3-V ADCs Boast Low Power And High Speed
Analog Devices Inc.
(800) ANALOG-D; fax (781) 937-1021; www.analog.com

The AD9218 is a 3-V, 10-bit analog-to-digital converter (ADC). It is more than 160% faster than other 10-bit dual ADCs with similar power consumption. The AD9218 features a sample rate of 105 Msamples/s. It is optimized for applications requiring low power and pc-board savings. The device operates at conversion rates of 40, 65, 80, or 105 Msamples/s. Its signal-to-noise ratio (SNR) at 105 Msamples/s is 56 dBc with an input frequency of 41 MHz. The AD9218 is packaged in a 48-lead 7- by 7-mm LQFP.

According to the company, the AD9235 is the industry's first 3-V, 12-bit ADC. This device is 30% faster than other 12-bit converters in its class. It offers a sample rate of 65 Msamples/s. The AD9235 enables IF sampling up to 100 MHz in small or portable applications, such as pico-cell cellular base stations. This device achieves an SNR of 70.4 dBc and a spurious-free dynamic range (SFDR) of 84 dBc. The AD9235 is packaged in a 28-lead TSSOP. Both of the devices are suited for portable instrumentation, communications, and broadband applications.

In 1000-unit quantities, the AD9218 costs $9.25 (40 Msamples/s), $11.76 (65 Msamples/s), $13.36 (80 Msamples/s), and $17.12 (105 Msamples/s). In similar quantities, the AD9235 costs $12.38 (20 Msamples/s), $15.08 (40 Msamples/s), and $17.02 (65 Msamples/s).

Analog Input/AC Output Module Controls 120-V AC Loads
Huron Net Works Inc.
(313) 995-2637; fax (313) 995-2876; www.huronnet.com

The DN-A101 is an analog input/ac output module suited for using DeviceNet to control any 120-V ac load. It can also be used to measure any analog signal from 4 to 20 mA or for control-loop applications. The device was originally designed for controlling lights and fan motors in energy-management and HVAC systems. It additionally features a general application for automation and process control.
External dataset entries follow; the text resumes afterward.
use serde::{Deserialize, Serialize};

/// The four transaction kinds, each backing one store collection.
///
/// [`TransactionKind::ALL`] fixes the scan order used by every full-history
/// derivation; movement entries with equal dates keep this order as their
/// tie-break, so it must not be rearranged.
#[derive(Debug, Copy, Clone, PartialEq, Eq, Hash, Serialize, Deserialize)]
#[serde(rename_all = "camelCase")]
pub enum TransactionKind {
    Purchase,
    StockReturn,
    Sale,
    SaleReturn,
}

impl TransactionKind {
    /// Fixed scan order for full-history derivations.
    pub const ALL: [TransactionKind; 4] = [
        TransactionKind::Purchase,
        TransactionKind::StockReturn,
        TransactionKind::Sale,
        TransactionKind::SaleReturn,
    ];

    /// Stock impact sign: purchases and sale returns add stock, stock
    /// returns and sales remove it. The aggregator and the movement
    /// reconstructor both read this table, never their own copy.
    pub fn sign(self) -> i64 {
        match self {
            TransactionKind::Purchase | TransactionKind::SaleReturn => 1,
            TransactionKind::StockReturn | TransactionKind::Sale => -1,
        }
    }

    /// Document-number prefix. Prefixes keep the per-kind number namespaces
    /// disjoint even when the numeric suffixes collide.
    pub fn document_prefix(self) -> &'static str {
        match self {
            TransactionKind::Purchase => "PRC",
            TransactionKind::StockReturn => "PRV",
            TransactionKind::Sale => "SV",
            TransactionKind::SaleReturn => "SRV",
        }
    }

    /// Human label, passed through to presentation unchanged.
    pub fn label(self) -> &'static str {
        match self {
            TransactionKind::Purchase => "Purchase",
            TransactionKind::StockReturn => "Purchase Return",
            TransactionKind::Sale => "Sale",
            TransactionKind::SaleReturn => "Sale Return",
        }
    }

    /// Display icon, passed through to presentation unchanged.
    pub fn icon(self) -> &'static str {
        match self {
            TransactionKind::Purchase => "🛒",
            TransactionKind::StockReturn => "↩️",
            TransactionKind::Sale => "💰",
            TransactionKind::SaleReturn => "🔄",
        }
    }
}

impl core::fmt::Display for TransactionKind {
    fn fmt(&self, f: &mut core::fmt::Formatter<'_>) -> core::fmt::Result {
        f.write_str(self.label())
    }
}
//! Strongly-typed identifiers used across the domain.
//!
//! The transaction store is a document store, so identifiers are opaque
//! strings: records imported from an existing store keep whatever ids they
//! already carry, while freshly minted ids are UUIDv7 (time-ordered).

use serde::{Deserialize, Serialize};
use uuid::Uuid;

/// Identifier of a catalog item.
///
/// Line items keep referencing an `ItemId` after the item is deleted from
/// the catalog; derivations over such dangling ids stay valid.
#[derive(Debug, Clone, PartialEq, Eq, Hash, PartialOrd, Ord, Serialize, Deserialize)]
#[serde(transparent)]
pub struct ItemId(String);

/// Identifier of a transaction document (any of the four kinds).
#[derive(Debug, Clone, PartialEq, Eq, Hash, PartialOrd, Ord, Serialize, Deserialize)]
#[serde(transparent)]
pub struct TransactionId(String);

macro_rules! impl_string_id {
    ($t:ty) => {
        impl $t {
            /// Mint a fresh identifier.
            ///
            /// Uses UUIDv7 (time-ordered). Prefer fixed ids in tests for
            /// determinism.
            pub fn new() -> Self {
                Self(Uuid::now_v7().to_string())
            }

            /// Wrap an existing raw identifier without inspection.
            pub fn from_raw(raw: impl Into<String>) -> Self {
                Self(raw.into())
            }

            pub fn as_str(&self) -> &str {
                &self.0
            }
        }

        impl Default for $t {
            fn default() -> Self {
                Self::new()
            }
        }

        impl core::fmt::Display for $t {
            fn fmt(&self, f: &mut core::fmt::Formatter<'_>) -> core::fmt::Result {
                core::fmt::Display::fmt(&self.0, f)
            }
        }

        impl From<&str> for $t {
            fn from(value: &str) -> Self {
                Self(value.to_string())
            }
        }

        impl From<String> for $t {
            fn from(value: String) -> Self {
                Self(value)
            }
        }
    };
}

impl_string_id!(ItemId);
impl_string_id!(TransactionId);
The 8-bit input can be used for monitoring any analog value from any 4- to 20-mA transmitter, including current, voltage, temperature, pressure, and flow. The power for this transmitter is supplied directly by the DeviceNet bus. The DN-A101 output allows users to automate switching of any ac load over DeviceNet. The triac output directly switches 120-V ac loads up to 0.6 A. Additional contactors or relays can be utilized to control larger loads. The design of this module features three LEDs for monitoring module status, network status, and output. The node address and baud rate can be set by either a DIP switch or over the network.
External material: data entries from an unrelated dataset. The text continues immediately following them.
use std::sync::RwLock;

use tracing::debug;

use tillbook_catalog::Item;
use tillbook_core::{Entity, ItemId, TransactionId};
use tillbook_transactions::{Transaction, TransactionKind};

use crate::store::TransactionStore;

/// In-memory document store.
///
/// Intended for tests/dev and as the reference implementation of the store
/// contract. Collections are insertion-ordered vectors; upserts replace in
/// place so stored order stays stable across edits.
#[derive(Debug, Default)]
pub struct InMemoryStore {
    items: RwLock<Vec<Item>>,
    purchases: RwLock<Vec<Transaction>>,
    stock_returns: RwLock<Vec<Transaction>>,
    sales: RwLock<Vec<Transaction>>,
    sale_returns: RwLock<Vec<Transaction>>,
}

impl InMemoryStore {
    pub fn new() -> Self {
        Self::default()
    }

    fn collection(&self, kind: TransactionKind) -> &RwLock<Vec<Transaction>> {
        match kind {
            TransactionKind::Purchase => &self.purchases,
            TransactionKind::StockReturn => &self.stock_returns,
            TransactionKind::Sale => &self.sales,
            TransactionKind::SaleReturn => &self.sale_returns,
        }
    }
}

impl TransactionStore for InMemoryStore {
    fn items(&self) -> Vec<Item> {
        match self.items.read() {
            Ok(items) => items.clone(),
            Err(_) => vec![],
        }
    }

    fn transactions(&self, kind: TransactionKind) -> Vec<Transaction> {
        match self.collection(kind).read() {
            Ok(txs) => txs.clone(),
            Err(_) => vec![],
        }
    }

    fn save_item(&self, item: Item) {
        if let Ok(mut items) = self.items.write() {
            match items.iter().position(|i| i.id() == item.id()) {
                Some(pos) => items[pos] = item,
                None => items.push(item),
            }
        }
    }

    fn delete_item(&self, id: &ItemId) -> bool {
        if let Ok(mut items) = self.items.write() {
            let before = items.len();
            items.retain(|i| i.id() != id);
            return items.len() < before;
        }
        false
    }

    fn save_transaction(&self, kind: TransactionKind, transaction: Transaction) {
        if let Ok(mut txs) = self.collection(kind).write() {
            debug!(kind = ?kind, id = %transaction.id, number = %transaction.document_number, "saving transaction");
            match txs.iter().position(|t| t.id() == transaction.id()) {
                Some(pos) => txs[pos] = transaction,
                None => txs.push(transaction),
            }
        }
    }

    fn delete_transaction(&self, kind: TransactionKind, id: &TransactionId) -> bool {
        if let Ok(mut txs) = self.collection(kind).write() {
            let before = txs.len();
            txs.retain(|t| t.id() != id);
            return txs.len() < before;
        }
        false
    }
}
//! Entity and value-object marker traits.

/// Entity marker + minimal interface: identity + continuity across edits.
pub trait Entity {
    /// Strongly-typed entity identifier.
    type Id: Clone + Eq + core::hash::Hash + core::fmt::Debug;

    /// Returns the entity identifier.
    fn id(&self) -> &Self::Id;
}

/// Marker trait for value objects: immutable, compared by value.
///
/// Two value objects with the same attribute values are the same value;
/// there is no identity to track. Line items and loose numbers are value
/// objects, items and transactions are entities.
pub trait ValueObject: Clone + PartialEq + core::fmt::Debug {}
//! Document-number generation.
//!
//! Human-readable `<PREFIX>-<5 digits>` identifiers, unique within each
//! transaction kind's namespace at the moment of creation. Random draws
//! with retry instead of a sequential counter: no shared-counter
//! coordination, at the cost of a vanishing collision probability handled
//! by retrying.

pub mod document_number;

pub use document_number::{
    MAX_DOCUMENT_NUMBER, MAX_RANDOM_ATTEMPTS, MIN_DOCUMENT_NUMBER, generate,
    next_document_number, taken_numbers,
};
use chrono::NaiveDate;
use serde::Serialize;
use tracing::debug;

use tillbook_core::ItemId;
use tillbook_store::TransactionStore;
use tillbook_transactions::TransactionKind;

use crate::stock::StockLedger;

/// One reconstructed historical event affecting an item's stock.
///
/// `signed_quantity` follows the kind sign table; `total_price` is
/// `|quantity| × price` and stays non-negative regardless of direction.
/// The kind carries its human label and icon for presentation pass-through.
#[derive(Debug, Clone, PartialEq, Serialize)]
#[serde(rename_all = "camelCase")]
pub struct MovementEntry {
    pub date: NaiveDate,
    pub document_number: String,
    pub signed_quantity: i64,
    pub kind: TransactionKind,
    pub total_price: f64,
}

/// Secondary filter over an already-reconstructed movement sequence.
///
/// Filtering only subsets: it never mutates entries and never re-sorts.
/// `None` fields match everything; the date range is inclusive and compared
/// at day granularity.
#[derive(Debug, Clone, Default, PartialEq)]
pub struct MovementFilter {
    pub kind: Option<TransactionKind>,
    pub from: Option<NaiveDate>,
    pub to: Option<NaiveDate>,
}

impl MovementFilter {
    pub fn matches(&self, entry: &MovementEntry) -> bool {
        if let Some(kind) = self.kind {
            if entry.kind != kind {
                return false;
            }
        }
        if let Some(from) = self.from {
            if entry.date < from {
                return false;
            }
        }
        if let Some(to) = self.to {
            if entry.date > to {
                return false;
            }
        }
        true
    }

    pub fn apply(&self, entries: &[MovementEntry]) -> Vec<MovementEntry> {
        entries.iter().filter(|e| self.matches(e)).cloned().collect()
    }
}

impl<S: TransactionStore> StockLedger<S> {
    /// Chronological movement ledger for `item_id`, oldest first.
    ///
    /// Collections are scanned in the fixed kind order and stable-sorted by
    /// date only, so entries on the same day keep kind-scan order and then
    /// stored order as the deterministic tie-break. Recomputed fresh on
    /// every call; unknown ids yield an empty sequence.
    pub fn movement_history(&self, item_id: &ItemId) -> Vec<MovementEntry> {
        let mut movements: Vec<MovementEntry> = Vec::new();

        for kind in TransactionKind::ALL {
            let sign = kind.sign();
            for tx in self.store.transactions(kind) {
                for line in &tx.items {
                    if line.item_id != *item_id {
                        continue;
                    }
                    let quantity = line.quantity.quantity();
                    movements.push(MovementEntry {
                        date: tx.date,
                        document_number: tx.document_number.clone(),
                        signed_quantity: sign * quantity,
                        kind,
                        total_price: quantity.abs() as f64 * line.price.amount(),
                    });
                }
            }
        }

        movements.sort_by_key(|m| m.date);
        debug!(item_id = %item_id, entries = movements.len(), "reconstructed movement history");
        movements
    }
}
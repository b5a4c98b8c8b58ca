use serde::Serialize;
use tracing::debug;

use tillbook_catalog::Item;
use tillbook_core::{DomainError, DomainResult, ItemId};
use tillbook_store::TransactionStore;
use tillbook_transactions::TransactionKind;

/// Stock derivation service over a transaction store.
///
/// Holds nothing but the store handle; every answer is a fresh full scan of
/// the four collections.
#[derive(Debug)]
pub struct StockLedger<S: TransactionStore> {
    pub(crate) store: S,
}

/// Current stock of one catalog item.
#[derive(Debug, Clone, PartialEq, Serialize)]
#[serde(rename_all = "camelCase")]
pub struct StockLevel {
    pub item: Item,
    pub current_stock: i64,
}

/// Stock-status filter over derived stock levels.
#[derive(Debug, Copy, Clone, PartialEq, Eq)]
pub enum StockFilter {
    InStock,
    OutOfStock,
    Negative,
}

impl StockFilter {
    pub fn matches(self, level: &StockLevel) -> bool {
        match self {
            StockFilter::InStock => level.current_stock > 0,
            StockFilter::OutOfStock => level.current_stock == 0,
            StockFilter::Negative => level.current_stock < 0,
        }
    }
}

/// Catalog-wide stock statistics. Pure reductions over per-item stock;
/// negative stock contributes to quantity and value like any other.
#[derive(Debug, Clone, PartialEq, Serialize)]
#[serde(rename_all = "camelCase")]
pub struct StockSummary {
    pub in_stock: usize,
    pub out_of_stock: usize,
    pub available_quantity: i64,
    pub stock_value: f64,
}

impl StockSummary {
    pub fn of(levels: &[StockLevel]) -> Self {
        Self {
            in_stock: levels.iter().filter(|l| l.current_stock > 0).count(),
            out_of_stock: levels.iter().filter(|l| l.current_stock == 0).count(),
            available_quantity: levels.iter().map(|l| l.current_stock).sum(),
            stock_value: levels
                .iter()
                .map(|l| l.current_stock as f64 * l.item.purchase_price.amount())
                .sum(),
        }
    }
}

impl<S: TransactionStore> StockLedger<S> {
    pub fn new(store: S) -> Self {
        Self { store }
    }

    /// Current quantity on hand for `item_id`.
    ///
    /// Scans every line item of every document in all four collections and
    /// sums `sign × quantity`. Unknown ids yield 0; negative results are
    /// valid (oversell is a reportable state, not an error). Malformed
    /// quantities contribute zero.
    pub fn current_stock(&self, item_id: &ItemId) -> i64 {
        let stock = TransactionKind::ALL
            .iter()
            .map(|kind| {
                let sign = kind.sign();
                self.store
                    .transactions(*kind)
                    .iter()
                    .flat_map(|tx| tx.items.iter())
                    .filter(|line| line.item_id == *item_id)
                    .map(|line| sign * line.quantity.quantity())
                    .sum::<i64>()
            })
            .sum();
        debug!(item_id = %item_id, stock, "derived current stock");
        stock
    }

    /// Current stock for every item in the catalog, in catalog order.
    pub fn stock_levels(&self) -> Vec<StockLevel> {
        self.store
            .items()
            .into_iter()
            .map(|item| {
                let current_stock = self.current_stock(&item.id);
                StockLevel { item, current_stock }
            })
            .collect()
    }

    /// Catalog-wide statistics, derived from [`Self::stock_levels`].
    pub fn summary(&self) -> StockSummary {
        StockSummary::of(&self.stock_levels())
    }

    /// Call-site sale policy: reject a draw that exceeds current stock.
    ///
    /// The aggregator itself never enforces this: negative stock can still
    /// arise from edits and direct data manipulation, and is reported, not
    /// forbidden. Callers opt in before recording a sale.
    pub fn ensure_available(&self, item_id: &ItemId, requested: i64) -> DomainResult<()> {
        let available = self.current_stock(item_id);
        if requested > available {
            return Err(DomainError::invariant(format!(
                "insufficient stock: requested {requested}, available {available}"
            )));
        }
        Ok(())
    }
}
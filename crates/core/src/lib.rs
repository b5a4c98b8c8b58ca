//! `tillbook-core` — domain foundation building blocks.
//!
//! This crate contains **pure domain** primitives (no storage concerns):
//! typed identifiers, the domain error model, marker traits, and the
//! loose-number value object that carries the malformed-input policy.

pub mod entity;
pub mod error;
pub mod id;
pub mod numeric;

pub use entity::{Entity, ValueObject};
pub use error::{DomainError, DomainResult};
pub use id::{ItemId, TransactionId};
pub use numeric::Numeric;
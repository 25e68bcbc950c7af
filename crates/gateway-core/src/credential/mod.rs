//! Provider credentials
//!
//! Stored configurations carry an AES-256-GCM sealed API key. The
//! [`ConfigurationResolver`] opens it on demand; plaintext keys only live in
//! [`ApiKey`], whose formatting is always masked.

mod api_key;
mod cipher;
mod resolver;
mod store;

pub use api_key::{ApiKey, Credential, mask_secret};
pub use cipher::{CredentialKey, KEY_SIZE, decrypt_credential, encrypt_credential};
pub use resolver::{ConfigurationResolver, CredentialLookup, MissingReason};
pub use store::{
    CredentialStore, InMemoryCredentialStore, JsonFileCredentialStore, ProviderConfiguration,
    select_configuration, validate_configurations,
};
//! AI Gateway Core Library
//!
//! Routes generation requests across interchangeable LLM backends, streams
//! partial output as framed events, falls back when a backend fails or times
//! out, and tracks per-backend usage and cost.

pub mod analysis;
pub mod config;
pub mod cost;
pub mod credential;
pub mod error;
pub mod fallback;
pub mod gateway;
pub mod ledger;
pub mod providers;
pub mod rate_limiter;
pub mod streaming;
pub mod timeout;
pub mod types;

// Re-export commonly used types
pub use analysis::{Activity, AnalysisContext, AnalysisKind};
pub use config::{GatewayConfig, RuntimeEnvironment, load_config};
pub use credential::{
    ConfigurationResolver, CredentialKey, CredentialStore, InMemoryCredentialStore,
    JsonFileCredentialStore, ProviderConfiguration,
};
pub use error::{FailureKind, GatewayError, GatewayResult};
pub use fallback::{FallbackEvent, FallbackReason, ProviderHealthStatus};
pub use gateway::{Diagnostics, Gateway, GatewayBuilder, GatewayResponse};
pub use ledger::UsageLedger;
pub use streaming::{FrameStream, StreamFrame, StreamLimits};
pub use types::*;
The module is housed in a compact, rugged aluminum enclosure. The DN-A101 costs $185.

Audio Devices Handle Consumer Recording Applications
Wolfson Microelectronics Ltd.
+44 (0)131 667 9386; fax +44 (0)131 667 5176; www.wolfsonmicro.com

The WM8734 is a codec designed to meet the performance requirements of consumer recording applications. The WM8739 is an analog-to-digital converter (ADC) designed for Internet appliances. These devices feature low power consumption, suiting them for use in portable appliances.

The devices are built using the company's proprietary low-order, multibit, S-? architecture. According to the company, the devices are not affected by jitter. They offer class-leading linearity and sound quality. The WM8734 codec integrates a programmable gain amp (PGA), an ADC, and a digital-to-analog converter (DAC). The WM8739 ADC features an integrated input PGA. The inclusion of the PGA allows users to employ the full dynamic range of the ADC. Both chips support 24-bit resolution and up to 32-bit I/O. Sampling rates of up to 96 kHz are offered. While the integrated ADC in the WM8734 offers a signal-to-noise ratio (SNR) of 90 dB, the integrated DAC provides an SNR of 100 dB. The devices operate on a power-supply range from 2.7 to 3.6 V. Both devices are available in a 20-pin SSOP package.

In 1000-unit quantities, the WM8739 and WM8734 cost $4.33 and $4.79, respectively.